Je m’enfonçais de plus en plus profondément dans ces couloirs de paperasse hurlant le nom du furet à plein poumon. Cela n’arrangea pas ma course car bientôt je fus prise d’un point de côté douloureux dans mon côté droit. Je ralentis sans pour autant stopper mon avancée. Plus j’allais de l’avant plus les allées semblaient sombres et les cartons en mauvais état. L’odeur de la poussière me monta au nez de plus en plus violement et il me fut bientôt impossible de continuer à courir avec la douleur, le manque de souffle et les éternuements à répétition. Je marchais, persévérant encore dans les appels. Il était évidant que personne ne venait plus ici depuis des années. L’odeur de poussière fit place à l’odeur de moisissure. Puis sans crier gare après dix minutes de marche les cartons laissèrent place à de grandes caisses métalliques numérotées.
C’est à ce moment que j’entendis un cliquetis sourd plus loin encore devant moi. Je regrettais bien vite la présence de Karine, hésitais quelques secondes à laisser Gitz en plan, me dis qu’après tout ce n’était qu’un furet débile et que je serai plus tranquille en recueillant un hamster… Mais mes jambes me portèrent tout de même dans la direction d’où provenait le bruit. Je vis de loin derrière les étagères se dresser le mur qui annonçait enfin la fin des archives et l’angoisse grandit en moi alors que je m’en approchais.
Après quelques minutes je vis devant moi que le bâtiment ne s’arrêtait pas là.
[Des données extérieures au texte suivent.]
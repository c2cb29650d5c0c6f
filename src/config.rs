//! Skater tuning parsed from TOML: the physics parameter table and stat profiles.

use serde::{Deserialize, Serialize};
use std::path::{Path, PathBuf};
use thiserror::Error;

use crate::game::math::{clamp01, lerp};

/// A curve sampled by a skater stat in the `0..=10` range.
///
/// Written in TOML as a two element array `[value_at_stat_0, value_at_stat_10]`.
#[derive(Debug, Clone, Copy, PartialEq, Serialize, Deserialize)]
#[serde(from = "[f32; 2]", into = "[f32; 2]")]
pub struct StatRange {
    pub at_min: f32,
    pub at_max: f32,
}

impl StatRange {
    pub const fn new(at_min: f32, at_max: f32) -> Self {
        Self { at_min, at_max }
    }

    /// Interpolates the range for a stat value, clamping the stat to `0..=10`.
    pub fn at(&self, stat: f32) -> f32 {
        lerp(self.at_min, self.at_max, clamp01(stat / 10.0))
    }
}

impl From<[f32; 2]> for StatRange {
    fn from([at_min, at_max]: [f32; 2]) -> Self {
        Self { at_min, at_max }
    }
}

impl From<StatRange> for [f32; 2] {
    fn from(range: StatRange) -> Self {
        [range.at_min, range.at_max]
    }
}

/// Rail traversal tuning.
#[derive(Debug, Clone, Serialize, Deserialize)]
#[serde(default)]
pub struct GrindParams {
    /// Multiplier applied to the projected entry speed
    pub speed_boost: f32,
    pub min_speed: f32,
    pub max_speed: f32,
    /// Speed gained per second while pushing along the grind direction
    pub acceleration: f32,
    /// Speed lost per second without a push along the grind direction
    pub deceleration: f32,
    /// Position smoothing rate toward the rail point
    pub snap_strength: f32,
    /// Distance from an open rail end at which the grind ends
    pub end_distance: f32,
    pub min_speed_to_bail: f32,
    /// Multiplier on tangential speed when leaving the rail
    pub jump_boost: f32,
    pub directional_push_force: f32,
}

impl Default for GrindParams {
    fn default() -> Self {
        Self {
            speed_boost: 1.2,
            min_speed: 5.0,
            max_speed: 20.0,
            acceleration: 15.0,
            deceleration: 5.0,
            snap_strength: 15.0,
            end_distance: 0.05,
            min_speed_to_bail: 2.0,
            jump_boost: 1.2,
            directional_push_force: 18.0,
        }
    }
}

/// Balance oscillator curves for one balance session type.
#[derive(Debug, Clone, Serialize, Deserialize)]
#[serde(default)]
pub struct BalanceCurve {
    /// Pull back toward center per second
    pub lean_gravity: StatRange,
    /// Response to lean input per second
    pub lean_acceleration: StatRange,
    pub wobble_base: StatRange,
    /// Wobble magnitude growth per second of session time
    pub wobble_growth: StatRange,
    pub wobble_max: f32,
    pub bail_threshold: f32,
}

impl BalanceCurve {
    fn grind() -> Self {
        Self {
            lean_gravity: StatRange::new(0.5, 0.2),
            lean_acceleration: StatRange::new(2.0, 1.0),
            wobble_base: StatRange::new(0.1, 0.05),
            wobble_growth: StatRange::new(0.05, 0.02),
            wobble_max: 1.5,
            bail_threshold: 1.0,
        }
    }

    fn manual() -> Self {
        Self {
            lean_gravity: StatRange::new(0.6, 0.25),
            lean_acceleration: StatRange::new(2.5, 1.2),
            wobble_base: StatRange::new(0.12, 0.06),
            wobble_growth: StatRange::new(0.06, 0.025),
            wobble_max: 1.5,
            bail_threshold: 1.0,
        }
    }
}

impl Default for BalanceCurve {
    fn default() -> Self {
        Self::grind()
    }
}

#[derive(Debug, Clone, Serialize, Deserialize)]
#[serde(default)]
pub struct BalanceParams {
    pub grind: BalanceCurve,
    pub manual: BalanceCurve,
}

impl Default for BalanceParams {
    fn default() -> Self {
        Self {
            grind: BalanceCurve::grind(),
            manual: BalanceCurve::manual(),
        }
    }
}

/// Stat-indexed physics tuning shared read-only by every skater state.
#[derive(Debug, Clone, Serialize, Deserialize)]
#[serde(default)]
pub struct PhysicsParameterTable {
    pub ollie_vertical_force: StatRange,
    pub ollie_forward_boost: StatRange,
    pub vert_jump_force: StatRange,
    pub grind_exit_jump_force: StatRange,
    pub jump_charge_boost: StatRange,
    pub max_push_speed: StatRange,
    pub acceleration: StatRange,
    pub max_jump_charge_speed: StatRange,
    /// Minimum speed for a rail probe to start a grind
    pub min_grind_speed: f32,
    pub grind_entry_speed_boost: f32,
    pub brake_force: f32,
    pub coast_deceleration: f32,
    /// Scale applied to switch-sensitive lookups while riding switch
    pub standard_switch_multiplier: f32,
    /// Vertex colour (RGB) marking vert ramp triangles
    pub vert_color: [f32; 3],
    /// Vertex colour (RGB) painted on grindable edges of authored rail meshes.
    /// Extraction itself keys on the alpha weight.
    pub grind_color: [f32; 3],
    pub color_tolerance: f32,
    pub grind: GrindParams,
    pub balance: BalanceParams,
}

impl Default for PhysicsParameterTable {
    fn default() -> Self {
        Self {
            ollie_vertical_force: StatRange::new(7.0, 12.0),
            ollie_forward_boost: StatRange::new(1.0, 3.0),
            vert_jump_force: StatRange::new(10.0, 16.0),
            grind_exit_jump_force: StatRange::new(6.0, 10.0),
            jump_charge_boost: StatRange::new(15.0, 25.0),
            max_push_speed: StatRange::new(12.0, 18.0),
            acceleration: StatRange::new(8.0, 16.0),
            max_jump_charge_speed: StatRange::new(15.0, 20.0),
            min_grind_speed: 2.0,
            grind_entry_speed_boost: 1.2,
            brake_force: 30.0,
            coast_deceleration: 0.5,
            standard_switch_multiplier: 0.8,
            vert_color: [0.0, 1.0, 0.0],
            grind_color: [1.0, 1.0, 1.0],
            color_tolerance: 0.01,
            grind: GrindParams::default(),
            balance: BalanceParams::default(),
        }
    }
}

impl PhysicsParameterTable {
    /// Load a parameter table from a TOML file
    pub fn from_file(path: &Path) -> Result<Self, ConfigError> {
        let content = std::fs::read_to_string(path).map_err(|source| ConfigError::Io {
            path: path.to_path_buf(),
            source,
        })?;
        let table: Self = toml::from_str(&content).map_err(|source| ConfigError::Parse {
            path: path.to_path_buf(),
            source,
        })?;
        table.validate()?;
        Ok(table)
    }

    pub fn from_toml_str(content: &str) -> Result<Self, ConfigError> {
        let table: Self = toml::from_str(content)?;
        table.validate()?;
        Ok(table)
    }

    /// Stat lookup without stance scaling.
    pub fn stat_value(&self, range: StatRange, stat: f32) -> f32 {
        range.at(stat)
    }

    /// Stat lookup scaled by the switch multiplier when riding switch.
    pub fn switched_value(&self, range: StatRange, stat: f32, is_switch: bool) -> f32 {
        let value = range.at(stat);
        if is_switch {
            value * self.standard_switch_multiplier
        } else {
            value
        }
    }

    /// Rejects tables that would poison the integrator with NaNs or inverted ranges.
    pub fn validate(&self) -> Result<(), ConfigError> {
        let ranges = [
            ("ollie_vertical_force", self.ollie_vertical_force),
            ("ollie_forward_boost", self.ollie_forward_boost),
            ("vert_jump_force", self.vert_jump_force),
            ("grind_exit_jump_force", self.grind_exit_jump_force),
            ("jump_charge_boost", self.jump_charge_boost),
            ("max_push_speed", self.max_push_speed),
            ("acceleration", self.acceleration),
            ("max_jump_charge_speed", self.max_jump_charge_speed),
            ("balance.grind.lean_gravity", self.balance.grind.lean_gravity),
            ("balance.grind.lean_acceleration", self.balance.grind.lean_acceleration),
            ("balance.grind.wobble_base", self.balance.grind.wobble_base),
            ("balance.grind.wobble_growth", self.balance.grind.wobble_growth),
            ("balance.manual.lean_gravity", self.balance.manual.lean_gravity),
            ("balance.manual.lean_acceleration", self.balance.manual.lean_acceleration),
            ("balance.manual.wobble_base", self.balance.manual.wobble_base),
            ("balance.manual.wobble_growth", self.balance.manual.wobble_growth),
        ];
        for (field, range) in ranges {
            if !range.at_min.is_finite() || !range.at_max.is_finite() {
                return Err(ConfigError::Invalid {
                    field,
                    reason: "range endpoints must be finite".to_string(),
                });
            }
        }

        let non_negative = [
            ("min_grind_speed", self.min_grind_speed),
            ("grind_entry_speed_boost", self.grind_entry_speed_boost),
            ("brake_force", self.brake_force),
            ("coast_deceleration", self.coast_deceleration),
            ("standard_switch_multiplier", self.standard_switch_multiplier),
            ("color_tolerance", self.color_tolerance),
            ("grind.speed_boost", self.grind.speed_boost),
            ("grind.min_speed", self.grind.min_speed),
            ("grind.max_speed", self.grind.max_speed),
            ("grind.acceleration", self.grind.acceleration),
            ("grind.deceleration", self.grind.deceleration),
            ("grind.snap_strength", self.grind.snap_strength),
            ("grind.end_distance", self.grind.end_distance),
            ("grind.min_speed_to_bail", self.grind.min_speed_to_bail),
            ("grind.jump_boost", self.grind.jump_boost),
            ("grind.directional_push_force", self.grind.directional_push_force),
            ("balance.grind.wobble_max", self.balance.grind.wobble_max),
            ("balance.manual.wobble_max", self.balance.manual.wobble_max),
        ];
        for (field, value) in non_negative {
            if !value.is_finite() || value < 0.0 {
                return Err(ConfigError::Invalid {
                    field,
                    reason: format!("expected a finite non-negative number, got {value}"),
                });
            }
        }

        for (field, threshold) in [
            ("balance.grind.bail_threshold", self.balance.grind.bail_threshold),
            ("balance.manual.bail_threshold", self.balance.manual.bail_threshold),
        ] {
            if !threshold.is_finite() || threshold <= 0.0 {
                return Err(ConfigError::Invalid {
                    field,
                    reason: format!("bail threshold must be positive, got {threshold}"),
                });
            }
        }

        if self.grind.min_speed > self.grind.max_speed {
            return Err(ConfigError::Invalid {
                field: "grind.min_speed",
                reason: format!(
                    "min speed {} exceeds max speed {}",
                    self.grind.min_speed, self.grind.max_speed
                ),
            });
        }
        Ok(())
    }
}

/// Per-skater stats in the `0..=10` range.
#[derive(Debug, Clone, Copy, PartialEq, Serialize, Deserialize)]
#[serde(default)]
pub struct SkaterStats {
    pub ollie: f32,
    pub speed: f32,
    pub spin: f32,
    pub flip_speed: f32,
    pub rail_balance: f32,
    pub manual: f32,
    pub accel: f32,
}

impl Default for SkaterStats {
    fn default() -> Self {
        Self {
            ollie: 5.0,
            speed: 5.0,
            spin: 5.0,
            flip_speed: 5.0,
            rail_balance: 5.0,
            manual: 5.0,
            accel: 5.0,
        }
    }
}

impl SkaterStats {
    /// Load a stand-alone stat profile from a TOML file
    pub fn from_file(path: &Path) -> Result<Self, ConfigError> {
        let content = std::fs::read_to_string(path).map_err(|source| ConfigError::Io {
            path: path.to_path_buf(),
            source,
        })?;
        let stats: Self = toml::from_str(&content).map_err(|source| ConfigError::Parse {
            path: path.to_path_buf(),
            source,
        })?;
        stats.validate()?;
        Ok(stats)
    }

    /// Stats may sit outside `0..=10` (lookups clamp) but must be finite.
    pub fn validate(&self) -> Result<(), ConfigError> {
        let stats = [
            ("stats.ollie", self.ollie),
            ("stats.speed", self.speed),
            ("stats.spin", self.spin),
            ("stats.flip_speed", self.flip_speed),
            ("stats.rail_balance", self.rail_balance),
            ("stats.manual", self.manual),
            ("stats.accel", self.accel),
        ];
        for (field, value) in stats {
            if !value.is_finite() {
                return Err(ConfigError::Invalid {
                    field,
                    reason: format!("expected a finite stat, got {value}"),
                });
            }
        }
        Ok(())
    }
}

/// Combined skater configuration file (`skater.toml`).
#[derive(Debug, Clone, Default, Serialize, Deserialize)]
pub struct SkaterConfig {
    #[serde(default)]
    pub physics: PhysicsParameterTable,
    #[serde(default)]
    pub stats: SkaterStats,
}

impl SkaterConfig {
    /// Load skater configuration from a TOML file
    pub fn from_file(path: &Path) -> Result<Self, ConfigError> {
        let content = std::fs::read_to_string(path).map_err(|source| ConfigError::Io {
            path: path.to_path_buf(),
            source,
        })?;
        let config: Self = toml::from_str(&content).map_err(|source| ConfigError::Parse {
            path: path.to_path_buf(),
            source,
        })?;
        config.physics.validate()?;
        config.stats.validate()?;
        Ok(config)
    }
}

/// Errors that can occur when loading skater configuration
#[derive(Debug, Error)]
pub enum ConfigError {
    #[error("failed to read {}: {}", .path.display(), .source)]
    Io {
        path: PathBuf,
        #[source]
        source: std::io::Error,
    },
    #[error("failed to parse {}: {}", .path.display(), .source)]
    Parse {
        path: PathBuf,
        #[source]
        source: toml::de::Error,
    },
    #[error("failed to parse inline config: {0}")]
    ParseInline(#[from] toml::de::Error),
    #[error("invalid value for `{field}`: {reason}")]
    Invalid { field: &'static str, reason: String },
}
Au fond de l’allée qui se profilait devant mes yeux, une porte était encastrée dans le mur. Je ralentis encore et m’en approchais sur la pointe des pieds, maudissant mes chaussures qui avaient prit l’humidité et couinaient légèrement.
La porte était ouverte, le bruit venait de là. Je me collais le dos aux étagères pour ne pas prendre la porte de front mais arriver depuis son côté. Je longeais le mur puis une fois près de l’ouverture, pris une grand inspiration et y avançais la moitié de mon visage, manière la plus discrète d’y jeter un œil.
Je déglutis.
Mon furet était bien là au milieu de cette nouvelle pièce aux dimensions plutôt réduite. Il avait grimpé sur une table puis sur celle-ci, sur un petit plateau métallique, lequel devait avoir été négligemment posé sur un crayon ou un petit objet. L’animal n’arrêtait pas d’aller d’un côté à l’autre du plateau qui dans un mouvement de balancier se retrouvait toujours porté du côté où allait l’animal. Mouvement qui faisait peur à la bestiole qui repartait alors immédiatement de l’autre côté sans réfléchir. Le cliquetis n’étais que le bruit du plateau qui venait régulièrement cogner la table d’un côté ou de l’autre.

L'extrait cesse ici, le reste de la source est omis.